*** Block opens ***

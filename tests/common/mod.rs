//! Shared fixtures for the integration tests.
#![allow(dead_code)]

use std::collections::{BTreeMap, BTreeSet, HashSet};
use std::sync::Arc;

use halo_visit::direction::{Direction, Incoming, Outgoing};
use halo_visit::visit::{
    GraphBase, IntoNeighbors, IntoNeighborsDirected, IntoNodeIdentifiers, KeyedVisitMap,
    Visitable,
};
use proptest::prelude::*;

/// A directed graph keyed by arbitrary `u64` ids.
///
/// Ids are sparse, so the graph is not `NodeIndexable` and traversals use a
/// hash-based visit map bounded by the graph's key set.
#[derive(Clone, Debug, Default)]
pub struct KeyedGraph {
    out: BTreeMap<u64, Vec<u64>>,
    inc: BTreeMap<u64, Vec<u64>>,
    keys: Arc<HashSet<u64>>,
}

impl KeyedGraph {
    pub fn new() -> Self {
        Self::default()
    }

    pub fn add_node(&mut self, id: u64) {
        self.out.entry(id).or_default();
        self.inc.entry(id).or_default();
        if !self.keys.contains(&id) {
            Arc::make_mut(&mut self.keys).insert(id);
        }
    }

    pub fn add_edge(&mut self, a: u64, b: u64) {
        self.add_node(a);
        self.add_node(b);
        self.out.entry(a).or_default().push(b);
        self.inc.entry(b).or_default().push(a);
    }

    pub fn from_edges(edges: &[(u64, u64)]) -> Self {
        let mut g = Self::new();
        for &(a, b) in edges {
            g.add_edge(a, b);
        }
        g
    }

    fn row(&self, a: u64, dir: Direction) -> &[u64] {
        let map = match dir {
            Outgoing => &self.out,
            Incoming => &self.inc,
        };
        map.get(&a).map(Vec::as_slice).unwrap_or(&[])
    }
}

impl GraphBase for KeyedGraph {
    type NodeId = u64;
    type EdgeId = (u64, u64);
}

impl Visitable for KeyedGraph {
    type Map = KeyedVisitMap<u64>;

    fn visit_map(&self) -> KeyedVisitMap<u64> {
        KeyedVisitMap::new(Arc::clone(&self.keys))
    }

    fn reset_map(&self, map: &mut KeyedVisitMap<u64>) {
        map.clear();
    }
}

impl<'a> IntoNeighbors for &'a KeyedGraph {
    type Neighbors = std::iter::Copied<std::slice::Iter<'a, u64>>;

    fn neighbors(self, a: u64) -> Self::Neighbors {
        self.row(a, Outgoing).iter().copied()
    }
}

impl<'a> IntoNeighborsDirected for &'a KeyedGraph {
    type NeighborsDirected = std::iter::Copied<std::slice::Iter<'a, u64>>;

    fn neighbors_directed(self, a: u64, dir: Direction) -> Self::NeighborsDirected {
        self.row(a, dir).iter().copied()
    }
}

impl<'a> IntoNodeIdentifiers for &'a KeyedGraph {
    type NodeIdentifiers = std::iter::Copied<std::collections::btree_map::Keys<'a, u64, Vec<u64>>>;

    fn node_identifiers(self) -> Self::NodeIdentifiers {
        self.out.keys().copied()
    }
}

/// Every node reachable from `starts` along out-edges, by naive fixpoint.
pub fn reachable(adjacency: &[Vec<usize>], starts: &[usize]) -> BTreeSet<usize> {
    let mut seen: BTreeSet<usize> = starts.iter().copied().filter(|&s| s < adjacency.len()).collect();
    loop {
        let next: BTreeSet<usize> = seen
            .iter()
            .flat_map(|&u| adjacency[u].iter().copied())
            .chain(seen.iter().copied())
            .collect();
        if next.len() == seen.len() {
            return seen;
        }
        seen = next;
    }
}

/// Subgraph induced by `mask`: rows of excluded nodes are emptied and edges
/// into excluded nodes dropped. Row order is kept.
pub fn induced(adjacency: &[Vec<usize>], mask: &[bool]) -> Vec<Vec<usize>> {
    adjacency
        .iter()
        .enumerate()
        .map(|(u, row)| {
            if mask[u] {
                row.iter().copied().filter(|&v| mask[v]).collect()
            } else {
                Vec::new()
            }
        })
        .collect()
}

/// Flattens an adjacency list into `(source, target)` pairs.
pub fn edge_list(adjacency: &[Vec<usize>]) -> Vec<(usize, usize)> {
    adjacency
        .iter()
        .enumerate()
        .flat_map(|(u, row)| row.iter().map(move |&v| (u, v)))
        .collect()
}

/// Arbitrary directed graph (self-loops and parallel edges allowed).
pub fn arb_graph(max_nodes: usize) -> impl Strategy<Value = Vec<Vec<usize>>> {
    (1..=max_nodes).prop_flat_map(|n| {
        proptest::collection::vec(proptest::collection::vec(0..n, 0..4), n)
    })
}

/// Arbitrary DAG: every edge goes from a lower to a higher index.
pub fn arb_dag(max_nodes: usize) -> impl Strategy<Value = Vec<Vec<usize>>> {
    arb_graph(max_nodes).prop_map(|adjacency| {
        adjacency
            .into_iter()
            .enumerate()
            .map(|(u, row)| row.into_iter().filter(|&v| v > u).collect::<Vec<_>>())
            .collect::<Vec<_>>()
    })
}

/// Arbitrary graph plus a node subset mask.
pub fn arb_graph_with_mask(max_nodes: usize) -> impl Strategy<Value = (Vec<Vec<usize>>, Vec<bool>)> {
    arb_graph(max_nodes).prop_flat_map(|adjacency| {
        let n = adjacency.len();
        (Just(adjacency), proptest::collection::vec(any::<bool>(), n))
    })
}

*** Block closes ***

--- DESCRIPTION OF THE TASK ---
Every line of the listing that holds "edges" counts once. Say how many such lines there are, using only a number.

--- COMPLETED TASK ---
5